(What to do):
I would like you to restate each record word for word.

Stored items:

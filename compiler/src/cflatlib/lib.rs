#![deny(unreachable_pub)]
#![deny(unsafe_code)]
#![warn(clippy::must_use_candidate)]
#![warn(clippy::manual_string_new)]
#![warn(clippy::semicolon_if_nothing_returned)]
#![warn(clippy::return_self_not_must_use)]
#![warn(clippy::wildcard_imports)]
#![warn(clippy::bool_to_int_with_if)]
#![warn(clippy::clone_on_ref_ptr)]
#![warn(clippy::match_same_arms)]
#![warn(clippy::missing_errors_doc)]
#![warn(clippy::items_after_statements)]
#![warn(clippy::explicit_iter_loop)]
#![warn(clippy::unreadable_literal)]
#![warn(clippy::pedantic)]
#![allow(clippy::enum_glob_use)] // fix later
#![allow(clippy::redundant_else)] // fix later
#![allow(clippy::too_many_lines)] // fix later
#![allow(clippy::similar_names)] // fix later
#![allow(clippy::explicit_into_iter_loop)] // fix later
#![allow(clippy::default_trait_access)] // fix later
#![allow(clippy::match_wild_err_arm)] // fix later
#![allow(clippy::verbose_bit_mask)] // fix later
#![allow(clippy::redundant_closure_for_method_calls)] // fix later
#![allow(clippy::inconsistent_struct_constructor)] // fix soon
#![allow(clippy::needless_continue)] // fix soon
#![allow(clippy::manual_assert)] // fix soon
#![allow(clippy::if_not_else)] // fix soon
#![allow(clippy::doc_markdown)] // fix soon
#![allow(clippy::needless_pass_by_value)] // fix soon
#![allow(clippy::unused_self)] // fix soon
#![allow(clippy::inline_always)] // fix soon
#![allow(clippy::ignored_unit_patterns)] // fix soon
#![allow(clippy::match_wildcard_for_single_variants)] // fix soon
#![allow(clippy::inefficient_to_string)] // fix soon
#![allow(clippy::map_unwrap_or)] // fix soon
#![allow(clippy::trivially_copy_pass_by_ref)] // fix soon
#![allow(clippy::unnecessary_wraps)] // fix soon
#![allow(clippy::unnecessary_semicolon)] // fix soon

//! Front end of the C-flat compiler.
//!
//! [`parse_program`] runs source text through the preprocessor
//! ([`preprocess`]), the tokeniser ([`tokenise`]) and the tree
//! builder ([`build_tree`]).
use tracing::{event, span, Level};

mod ast;
mod infix;
mod keywords;
mod literal;
mod preprocess;
mod rx;
mod tokenise;
mod tree;
mod types;

pub use ast::{
    Expression, ExpressionType, LiteralValue, ReturnType, SyntaxTreeNode, ROOT_NODE_NAME,
};
pub use preprocess::preprocess;
pub use tokenise::{tokenise, LineStructure};
pub use tree::{as_tree_node, build_tree};
pub use types::{CompileError, CompilerOptions, LineNumber};

/// Preprocesses and tokenises `source`.
///
/// # Errors
///
/// Any error from [`preprocess`] or [`tokenise`].
pub fn tokenise_program(
    source: &str,
    options: &CompilerOptions,
) -> Result<Vec<LineStructure>, CompileError> {
    let text = preprocess(source, options)?;
    tokenise(&text, options)
}

/// Builds the syntax tree of a whole program.
///
/// # Errors
///
/// Any error from [`preprocess`], [`tokenise`] or [`build_tree`].
pub fn parse_program(
    source: &str,
    options: &CompilerOptions,
) -> Result<SyntaxTreeNode, CompileError> {
    let span = span!(Level::INFO, "parse_program");
    let _enter = span.enter();
    let lines = tokenise_program(source, options)?;
    let tree = build_tree(&lines)?;
    event!(
        Level::DEBUG,
        "program has {} top-level statements",
        tree.statements.len()
    );
    Ok(tree)
}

(Expected answer):
filename compiler/src/cflatlib/lib.rs
#![deny(unreachable_pub)]
#![deny(unsafe_code)]
#![warn(clippy::must_use_candidate)]
#![warn(clippy::manual_string_new)]
#![warn(clippy::semicolon_if_nothing_returned)]
#![warn(clippy::return_self_not_must_use)]
#![warn(clippy::wildcard_imports)]
#![warn(clippy::bool_to_int_with_if)]
#![warn(clippy::clone_on_ref_ptr)]
#![warn(clippy::match_same_arms)]
#![warn(clippy::missing_errors_doc)]
#![warn(clippy::items_after_statements)]
#![warn(clippy::explicit_iter_loop)]
#![warn(clippy::unreadable_literal)]
#![warn(clippy::pedantic)]
#![allow(clippy::enum_glob_use)] // fix later
#![allow(clippy::redundant_else)] // fix later
#![allow(clippy::too_many_lines)] // fix later
#![allow(clippy::similar_names)] // fix later
#![allow(clippy::explicit_into_iter_loop)] // fix later
#![allow(clippy::default_trait_access)] // fix later
#![allow(clippy::match_wild_err_arm)] // fix later
#![allow(clippy::verbose_bit_mask)] // fix later
#![allow(clippy::redundant_closure_for_method_calls)] // fix later
#![allow(clippy::inconsistent_struct_constructor)] // fix soon
#![allow(clippy::needless_continue)] // fix soon
#![allow(clippy::manual_assert)] // fix soon
#![allow(clippy::if_not_else)] // fix soon
#![allow(clippy::doc_markdown)] // fix soon
#![allow(clippy::needless_pass_by_value)] // fix soon
#![allow(clippy::unused_self)] // fix soon
#![allow(clippy::inline_always)] // fix soon
#![allow(clippy::ignored_unit_patterns)] // fix soon
#![allow(clippy::match_wildcard_for_single_variants)] // fix soon
#![allow(clippy::inefficient_to_string)] // fix soon
#![allow(clippy::map_unwrap_or)] // fix soon
#![allow(clippy::trivially_copy_pass_by_ref)] // fix soon
#![allow(clippy::unnecessary_wraps)] // fix soon
#![allow(clippy::unnecessary_semicolon)] // fix soon

//! Front end of the C-flat compiler.
//!
//! [`parse_program`] runs source text through the preprocessor
//! ([`preprocess`]), the tokeniser ([`tokenise`]) and the tree
//! builder ([`build_tree`]).
use tracing::{event, span, Level};

mod ast;
mod infix;
mod keywords;
mod literal;
mod preprocess;
mod rx;
mod tokenise;
mod tree;
mod types;

pub use ast::{
    Expression, ExpressionType, LiteralValue, ReturnType, SyntaxTreeNode, ROOT_NODE_NAME,
};
pub use preprocess::preprocess;
pub use tokenise::{tokenise, LineStructure};
pub use tree::{as_tree_node, build_tree};
pub use types::{CompileError, CompilerOptions, LineNumber};

/// Preprocesses and tokenises `source`.
///
/// # Errors
///
/// Any error from [`preprocess`] or [`tokenise`].
pub fn tokenise_program(
    source: &str,
    options: &CompilerOptions,
) -> Result<Vec<LineStructure>, CompileError> {
    let text = preprocess(source, options)?;
    tokenise(&text, options)
}

/// Builds the syntax tree of a whole program.
///
/// # Errors
///
/// Any error from [`preprocess`], [`tokenise`] or [`build_tree`].
pub fn parse_program(
    source: &str,
    options: &CompilerOptions,
) -> Result<SyntaxTreeNode, CompileError> {
    let span = span!(Level::INFO, "parse_program");
    let _enter = span.enter();
    let lines = tokenise_program(source, options)?;
    let tree = build_tree(&lines)?;
    event!(
        Level::DEBUG,
        "program has {} top-level statements",
        tree.statements.len()
    );
    Ok(tree)
}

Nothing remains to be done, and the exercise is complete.